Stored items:

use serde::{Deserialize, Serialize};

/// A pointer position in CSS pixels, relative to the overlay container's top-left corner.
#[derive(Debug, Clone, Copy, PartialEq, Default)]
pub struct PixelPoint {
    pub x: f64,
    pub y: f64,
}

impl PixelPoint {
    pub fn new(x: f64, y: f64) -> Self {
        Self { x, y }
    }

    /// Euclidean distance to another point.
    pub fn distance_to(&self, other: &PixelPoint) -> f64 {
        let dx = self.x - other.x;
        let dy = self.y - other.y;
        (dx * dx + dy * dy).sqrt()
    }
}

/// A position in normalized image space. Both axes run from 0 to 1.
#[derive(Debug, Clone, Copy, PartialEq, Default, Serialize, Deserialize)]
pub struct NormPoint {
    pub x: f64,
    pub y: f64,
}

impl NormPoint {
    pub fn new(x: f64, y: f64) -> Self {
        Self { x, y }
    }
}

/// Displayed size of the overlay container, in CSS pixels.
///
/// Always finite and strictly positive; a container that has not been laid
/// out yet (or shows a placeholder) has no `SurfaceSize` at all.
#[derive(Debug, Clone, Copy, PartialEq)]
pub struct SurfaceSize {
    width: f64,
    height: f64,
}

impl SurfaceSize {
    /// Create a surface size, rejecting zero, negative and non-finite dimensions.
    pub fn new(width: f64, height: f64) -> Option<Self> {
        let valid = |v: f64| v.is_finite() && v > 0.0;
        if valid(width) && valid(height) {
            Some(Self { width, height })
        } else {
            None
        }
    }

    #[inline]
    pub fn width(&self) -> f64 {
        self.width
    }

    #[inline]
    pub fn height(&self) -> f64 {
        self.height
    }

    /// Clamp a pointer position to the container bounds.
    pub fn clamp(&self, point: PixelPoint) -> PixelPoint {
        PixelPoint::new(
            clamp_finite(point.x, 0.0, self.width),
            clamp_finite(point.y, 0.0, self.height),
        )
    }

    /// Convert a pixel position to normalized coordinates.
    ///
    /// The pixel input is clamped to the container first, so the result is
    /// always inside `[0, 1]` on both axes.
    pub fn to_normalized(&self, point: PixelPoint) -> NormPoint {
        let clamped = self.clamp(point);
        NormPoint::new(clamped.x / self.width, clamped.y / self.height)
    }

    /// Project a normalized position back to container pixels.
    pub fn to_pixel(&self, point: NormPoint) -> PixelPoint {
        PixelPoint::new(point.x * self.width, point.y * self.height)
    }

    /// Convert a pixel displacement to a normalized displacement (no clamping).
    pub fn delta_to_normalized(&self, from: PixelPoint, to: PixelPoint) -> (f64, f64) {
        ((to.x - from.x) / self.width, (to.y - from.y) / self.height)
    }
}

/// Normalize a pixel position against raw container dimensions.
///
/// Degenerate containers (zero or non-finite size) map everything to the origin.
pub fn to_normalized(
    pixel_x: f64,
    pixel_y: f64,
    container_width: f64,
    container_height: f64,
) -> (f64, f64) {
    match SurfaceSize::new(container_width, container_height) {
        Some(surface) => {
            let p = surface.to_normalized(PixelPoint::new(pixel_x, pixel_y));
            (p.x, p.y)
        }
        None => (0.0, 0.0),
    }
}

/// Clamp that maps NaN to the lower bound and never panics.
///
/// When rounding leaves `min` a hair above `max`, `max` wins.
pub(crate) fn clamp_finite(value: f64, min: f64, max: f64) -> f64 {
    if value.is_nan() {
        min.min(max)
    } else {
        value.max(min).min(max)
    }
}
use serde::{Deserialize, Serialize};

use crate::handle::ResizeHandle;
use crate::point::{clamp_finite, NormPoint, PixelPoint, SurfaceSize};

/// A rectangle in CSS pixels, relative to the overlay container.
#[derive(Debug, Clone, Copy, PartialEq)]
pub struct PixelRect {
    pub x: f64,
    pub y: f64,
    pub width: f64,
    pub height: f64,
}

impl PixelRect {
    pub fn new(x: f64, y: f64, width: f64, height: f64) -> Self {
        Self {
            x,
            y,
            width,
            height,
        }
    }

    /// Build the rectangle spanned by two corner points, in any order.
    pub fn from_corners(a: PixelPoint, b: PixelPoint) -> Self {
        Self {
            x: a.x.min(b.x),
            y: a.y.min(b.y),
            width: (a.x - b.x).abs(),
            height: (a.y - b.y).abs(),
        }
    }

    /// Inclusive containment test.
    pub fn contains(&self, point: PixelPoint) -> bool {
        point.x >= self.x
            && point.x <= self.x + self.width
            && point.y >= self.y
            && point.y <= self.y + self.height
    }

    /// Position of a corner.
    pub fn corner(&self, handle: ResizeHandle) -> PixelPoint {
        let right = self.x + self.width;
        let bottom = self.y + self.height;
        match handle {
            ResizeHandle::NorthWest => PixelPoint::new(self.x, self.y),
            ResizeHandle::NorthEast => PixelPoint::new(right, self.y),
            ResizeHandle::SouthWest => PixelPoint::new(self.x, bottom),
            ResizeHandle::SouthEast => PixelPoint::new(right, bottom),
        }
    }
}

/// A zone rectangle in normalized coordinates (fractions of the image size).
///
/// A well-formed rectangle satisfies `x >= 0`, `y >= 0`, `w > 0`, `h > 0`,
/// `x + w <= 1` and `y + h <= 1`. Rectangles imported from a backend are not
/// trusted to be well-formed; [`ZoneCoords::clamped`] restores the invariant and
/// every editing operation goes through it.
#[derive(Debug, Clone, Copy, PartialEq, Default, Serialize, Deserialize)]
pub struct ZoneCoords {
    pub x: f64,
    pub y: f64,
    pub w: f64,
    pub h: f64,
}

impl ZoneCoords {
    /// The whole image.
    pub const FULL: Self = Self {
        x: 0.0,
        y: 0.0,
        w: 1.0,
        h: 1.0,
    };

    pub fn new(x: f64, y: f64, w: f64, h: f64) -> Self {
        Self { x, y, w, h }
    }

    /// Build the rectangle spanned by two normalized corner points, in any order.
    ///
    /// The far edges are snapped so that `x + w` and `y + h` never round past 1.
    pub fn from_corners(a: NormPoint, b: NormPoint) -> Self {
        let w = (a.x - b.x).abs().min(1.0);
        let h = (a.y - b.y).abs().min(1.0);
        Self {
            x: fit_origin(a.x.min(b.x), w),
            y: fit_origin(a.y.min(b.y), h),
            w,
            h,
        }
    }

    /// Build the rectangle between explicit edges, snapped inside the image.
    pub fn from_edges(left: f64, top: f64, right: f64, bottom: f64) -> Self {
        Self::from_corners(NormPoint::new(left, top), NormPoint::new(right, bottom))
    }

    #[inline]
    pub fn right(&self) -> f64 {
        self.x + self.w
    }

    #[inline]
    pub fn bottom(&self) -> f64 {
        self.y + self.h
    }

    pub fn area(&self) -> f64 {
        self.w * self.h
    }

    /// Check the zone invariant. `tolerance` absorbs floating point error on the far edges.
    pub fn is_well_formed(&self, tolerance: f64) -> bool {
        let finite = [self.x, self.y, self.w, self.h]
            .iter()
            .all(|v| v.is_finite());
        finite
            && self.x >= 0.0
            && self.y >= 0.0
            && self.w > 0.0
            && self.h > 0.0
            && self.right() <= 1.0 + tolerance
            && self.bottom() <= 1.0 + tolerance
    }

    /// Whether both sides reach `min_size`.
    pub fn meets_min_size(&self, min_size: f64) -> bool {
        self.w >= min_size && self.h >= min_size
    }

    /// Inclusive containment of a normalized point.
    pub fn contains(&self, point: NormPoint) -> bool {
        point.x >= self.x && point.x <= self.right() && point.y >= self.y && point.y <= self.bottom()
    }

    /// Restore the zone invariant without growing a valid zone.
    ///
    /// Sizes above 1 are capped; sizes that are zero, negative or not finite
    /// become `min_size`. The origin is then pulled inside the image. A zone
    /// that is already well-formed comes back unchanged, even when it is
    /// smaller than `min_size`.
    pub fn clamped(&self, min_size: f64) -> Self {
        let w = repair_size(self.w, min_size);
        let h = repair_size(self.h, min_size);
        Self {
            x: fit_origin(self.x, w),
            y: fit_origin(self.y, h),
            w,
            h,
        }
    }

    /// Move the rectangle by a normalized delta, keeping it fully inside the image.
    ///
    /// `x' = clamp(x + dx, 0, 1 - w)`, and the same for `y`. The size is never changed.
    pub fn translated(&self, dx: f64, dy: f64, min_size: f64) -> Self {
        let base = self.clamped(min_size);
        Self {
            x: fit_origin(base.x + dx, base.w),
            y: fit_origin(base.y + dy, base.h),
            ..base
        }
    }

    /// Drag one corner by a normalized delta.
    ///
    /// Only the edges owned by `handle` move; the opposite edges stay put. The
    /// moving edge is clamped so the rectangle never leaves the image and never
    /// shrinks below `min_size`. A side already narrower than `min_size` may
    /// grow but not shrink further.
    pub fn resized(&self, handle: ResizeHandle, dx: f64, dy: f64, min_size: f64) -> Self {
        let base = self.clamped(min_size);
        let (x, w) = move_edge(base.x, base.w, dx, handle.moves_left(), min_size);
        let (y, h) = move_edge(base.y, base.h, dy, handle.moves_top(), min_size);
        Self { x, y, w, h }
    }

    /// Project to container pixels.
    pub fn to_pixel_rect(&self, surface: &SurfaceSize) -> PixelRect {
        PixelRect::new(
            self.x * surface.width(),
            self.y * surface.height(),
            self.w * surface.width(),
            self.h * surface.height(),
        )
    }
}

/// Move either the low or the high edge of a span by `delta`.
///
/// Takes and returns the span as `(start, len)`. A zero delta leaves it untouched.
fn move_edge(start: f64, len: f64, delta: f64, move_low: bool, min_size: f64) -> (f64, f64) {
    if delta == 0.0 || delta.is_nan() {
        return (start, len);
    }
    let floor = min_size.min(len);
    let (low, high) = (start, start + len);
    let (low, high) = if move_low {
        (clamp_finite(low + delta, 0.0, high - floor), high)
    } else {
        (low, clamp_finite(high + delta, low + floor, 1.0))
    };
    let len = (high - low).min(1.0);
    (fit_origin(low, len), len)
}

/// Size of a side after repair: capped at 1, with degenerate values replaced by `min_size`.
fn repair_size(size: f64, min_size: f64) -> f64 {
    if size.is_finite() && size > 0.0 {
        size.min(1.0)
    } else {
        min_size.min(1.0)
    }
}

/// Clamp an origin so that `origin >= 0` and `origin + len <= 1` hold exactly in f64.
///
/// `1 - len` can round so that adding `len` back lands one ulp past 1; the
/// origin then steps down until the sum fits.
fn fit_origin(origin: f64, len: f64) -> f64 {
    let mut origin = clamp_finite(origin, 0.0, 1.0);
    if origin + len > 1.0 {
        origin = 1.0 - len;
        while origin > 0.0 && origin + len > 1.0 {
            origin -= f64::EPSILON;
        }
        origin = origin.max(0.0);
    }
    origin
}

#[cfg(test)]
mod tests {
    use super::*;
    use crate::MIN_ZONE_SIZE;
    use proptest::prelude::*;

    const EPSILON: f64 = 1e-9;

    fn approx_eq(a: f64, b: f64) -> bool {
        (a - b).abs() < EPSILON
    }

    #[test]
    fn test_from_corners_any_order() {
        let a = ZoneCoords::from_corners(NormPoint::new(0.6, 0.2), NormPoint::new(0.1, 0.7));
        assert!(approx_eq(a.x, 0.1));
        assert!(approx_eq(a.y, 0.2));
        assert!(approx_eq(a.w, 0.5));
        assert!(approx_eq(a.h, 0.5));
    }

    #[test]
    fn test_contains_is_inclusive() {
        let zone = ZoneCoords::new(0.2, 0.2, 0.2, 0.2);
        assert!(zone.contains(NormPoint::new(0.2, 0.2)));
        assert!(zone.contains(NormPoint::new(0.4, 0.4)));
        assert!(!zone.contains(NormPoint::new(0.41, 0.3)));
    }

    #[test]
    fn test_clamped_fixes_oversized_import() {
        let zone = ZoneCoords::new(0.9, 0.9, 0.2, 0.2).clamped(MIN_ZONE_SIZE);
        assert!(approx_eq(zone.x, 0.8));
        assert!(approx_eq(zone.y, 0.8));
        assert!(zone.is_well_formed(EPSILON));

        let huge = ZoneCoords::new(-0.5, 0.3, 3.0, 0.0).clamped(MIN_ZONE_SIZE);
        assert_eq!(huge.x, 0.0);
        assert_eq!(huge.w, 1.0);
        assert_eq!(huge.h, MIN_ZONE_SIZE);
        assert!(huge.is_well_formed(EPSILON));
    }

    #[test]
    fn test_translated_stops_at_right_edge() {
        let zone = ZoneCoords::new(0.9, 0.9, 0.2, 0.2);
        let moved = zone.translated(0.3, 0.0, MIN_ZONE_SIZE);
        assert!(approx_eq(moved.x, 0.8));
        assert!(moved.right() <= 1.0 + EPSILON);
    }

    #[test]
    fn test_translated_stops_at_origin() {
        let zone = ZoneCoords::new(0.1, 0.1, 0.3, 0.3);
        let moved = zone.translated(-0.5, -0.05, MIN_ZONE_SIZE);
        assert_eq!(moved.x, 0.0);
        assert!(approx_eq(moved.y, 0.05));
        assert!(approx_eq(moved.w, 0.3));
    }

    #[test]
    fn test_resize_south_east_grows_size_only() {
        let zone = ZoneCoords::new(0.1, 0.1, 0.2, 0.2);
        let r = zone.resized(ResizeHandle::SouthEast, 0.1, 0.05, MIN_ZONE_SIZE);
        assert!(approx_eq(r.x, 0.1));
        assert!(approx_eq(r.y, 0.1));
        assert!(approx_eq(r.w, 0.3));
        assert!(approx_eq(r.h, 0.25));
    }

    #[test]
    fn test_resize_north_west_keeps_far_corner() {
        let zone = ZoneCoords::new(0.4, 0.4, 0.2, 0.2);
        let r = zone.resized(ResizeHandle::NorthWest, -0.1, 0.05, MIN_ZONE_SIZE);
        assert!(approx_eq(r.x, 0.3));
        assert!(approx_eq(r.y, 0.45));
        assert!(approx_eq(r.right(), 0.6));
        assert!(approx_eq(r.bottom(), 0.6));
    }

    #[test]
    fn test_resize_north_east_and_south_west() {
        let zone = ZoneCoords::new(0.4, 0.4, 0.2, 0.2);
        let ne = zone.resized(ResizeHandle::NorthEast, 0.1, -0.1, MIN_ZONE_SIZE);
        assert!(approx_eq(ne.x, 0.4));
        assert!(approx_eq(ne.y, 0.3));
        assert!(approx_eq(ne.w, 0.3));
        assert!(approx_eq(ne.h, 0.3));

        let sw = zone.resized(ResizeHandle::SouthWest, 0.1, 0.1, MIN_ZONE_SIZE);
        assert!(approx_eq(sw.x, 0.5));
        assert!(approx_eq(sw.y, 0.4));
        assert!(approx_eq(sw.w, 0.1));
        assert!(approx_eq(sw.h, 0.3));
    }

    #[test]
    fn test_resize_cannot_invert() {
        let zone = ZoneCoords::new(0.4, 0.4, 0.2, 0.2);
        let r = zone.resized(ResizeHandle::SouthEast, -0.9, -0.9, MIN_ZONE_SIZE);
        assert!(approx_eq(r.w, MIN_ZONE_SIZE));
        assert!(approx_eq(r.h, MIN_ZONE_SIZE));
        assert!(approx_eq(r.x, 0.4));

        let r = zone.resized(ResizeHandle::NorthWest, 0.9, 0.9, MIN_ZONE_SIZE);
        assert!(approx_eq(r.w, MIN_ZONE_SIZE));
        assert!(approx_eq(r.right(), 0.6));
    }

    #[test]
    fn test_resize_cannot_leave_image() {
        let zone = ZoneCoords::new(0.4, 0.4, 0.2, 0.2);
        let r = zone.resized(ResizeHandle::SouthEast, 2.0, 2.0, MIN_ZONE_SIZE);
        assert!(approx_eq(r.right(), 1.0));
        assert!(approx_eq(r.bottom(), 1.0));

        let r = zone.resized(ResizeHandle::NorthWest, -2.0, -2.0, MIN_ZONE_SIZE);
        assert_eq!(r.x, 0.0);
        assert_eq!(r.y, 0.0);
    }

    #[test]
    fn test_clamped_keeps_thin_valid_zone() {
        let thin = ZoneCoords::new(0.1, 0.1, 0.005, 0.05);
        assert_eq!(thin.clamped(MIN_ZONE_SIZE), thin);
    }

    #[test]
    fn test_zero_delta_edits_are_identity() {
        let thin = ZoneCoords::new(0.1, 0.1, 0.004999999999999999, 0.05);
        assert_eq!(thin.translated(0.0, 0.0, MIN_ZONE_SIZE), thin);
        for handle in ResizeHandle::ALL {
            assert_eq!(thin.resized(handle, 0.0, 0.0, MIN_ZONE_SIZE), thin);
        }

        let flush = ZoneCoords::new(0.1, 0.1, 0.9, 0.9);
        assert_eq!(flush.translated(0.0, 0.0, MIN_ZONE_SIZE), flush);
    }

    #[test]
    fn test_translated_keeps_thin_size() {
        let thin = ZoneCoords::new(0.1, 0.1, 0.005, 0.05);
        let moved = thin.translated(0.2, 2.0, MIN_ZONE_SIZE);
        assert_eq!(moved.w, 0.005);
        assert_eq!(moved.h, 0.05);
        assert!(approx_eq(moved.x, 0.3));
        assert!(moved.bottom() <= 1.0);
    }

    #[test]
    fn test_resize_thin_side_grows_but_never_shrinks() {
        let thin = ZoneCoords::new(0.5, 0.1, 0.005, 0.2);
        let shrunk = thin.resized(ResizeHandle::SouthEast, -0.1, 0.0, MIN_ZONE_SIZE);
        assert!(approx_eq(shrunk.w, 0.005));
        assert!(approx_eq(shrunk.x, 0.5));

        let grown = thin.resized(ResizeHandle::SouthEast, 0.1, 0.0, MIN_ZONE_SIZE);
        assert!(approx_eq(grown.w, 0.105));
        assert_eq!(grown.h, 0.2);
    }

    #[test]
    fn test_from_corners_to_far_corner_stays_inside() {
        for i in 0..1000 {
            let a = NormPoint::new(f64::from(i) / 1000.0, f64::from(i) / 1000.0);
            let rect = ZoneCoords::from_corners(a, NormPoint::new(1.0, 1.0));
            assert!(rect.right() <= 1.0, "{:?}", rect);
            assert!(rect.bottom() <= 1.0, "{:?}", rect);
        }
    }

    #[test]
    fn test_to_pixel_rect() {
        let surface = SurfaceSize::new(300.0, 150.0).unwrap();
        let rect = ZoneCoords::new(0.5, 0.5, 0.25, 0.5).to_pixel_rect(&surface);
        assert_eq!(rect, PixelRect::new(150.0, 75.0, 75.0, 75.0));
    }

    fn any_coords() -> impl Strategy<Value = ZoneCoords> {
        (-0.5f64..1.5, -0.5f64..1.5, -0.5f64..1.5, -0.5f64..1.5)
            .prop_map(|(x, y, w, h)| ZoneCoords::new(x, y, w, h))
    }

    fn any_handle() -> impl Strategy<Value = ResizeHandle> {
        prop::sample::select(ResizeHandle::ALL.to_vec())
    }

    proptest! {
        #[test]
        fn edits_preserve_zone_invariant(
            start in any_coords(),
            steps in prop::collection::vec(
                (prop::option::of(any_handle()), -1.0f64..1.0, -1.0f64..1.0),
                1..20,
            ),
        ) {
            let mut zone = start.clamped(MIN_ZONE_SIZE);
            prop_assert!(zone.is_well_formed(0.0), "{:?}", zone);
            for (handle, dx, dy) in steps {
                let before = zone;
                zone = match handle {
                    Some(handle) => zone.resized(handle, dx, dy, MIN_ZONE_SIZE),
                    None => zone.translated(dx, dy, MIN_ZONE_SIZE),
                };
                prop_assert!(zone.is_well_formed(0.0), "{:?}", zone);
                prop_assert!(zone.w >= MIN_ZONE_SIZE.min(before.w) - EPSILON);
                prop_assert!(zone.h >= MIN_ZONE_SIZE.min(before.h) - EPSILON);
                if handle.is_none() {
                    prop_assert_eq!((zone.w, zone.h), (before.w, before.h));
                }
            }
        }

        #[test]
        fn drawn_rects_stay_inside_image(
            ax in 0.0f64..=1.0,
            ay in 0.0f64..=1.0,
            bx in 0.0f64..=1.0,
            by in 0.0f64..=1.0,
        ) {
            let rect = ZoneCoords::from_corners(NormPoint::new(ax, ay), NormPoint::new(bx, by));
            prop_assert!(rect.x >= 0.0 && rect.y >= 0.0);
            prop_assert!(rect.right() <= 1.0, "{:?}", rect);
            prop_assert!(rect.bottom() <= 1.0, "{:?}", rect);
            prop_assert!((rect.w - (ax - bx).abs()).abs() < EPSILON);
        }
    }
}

→ TASK: A copy of each line above that holds the word "past" is the expected answer.

→ ANSWER TO THIS PROBLEM:
    /// The far edges are snapped so that `x + w` and `y + h` never round past 1.
/// `1 - len` can round so that adding `len` back lands one ulp past 1; the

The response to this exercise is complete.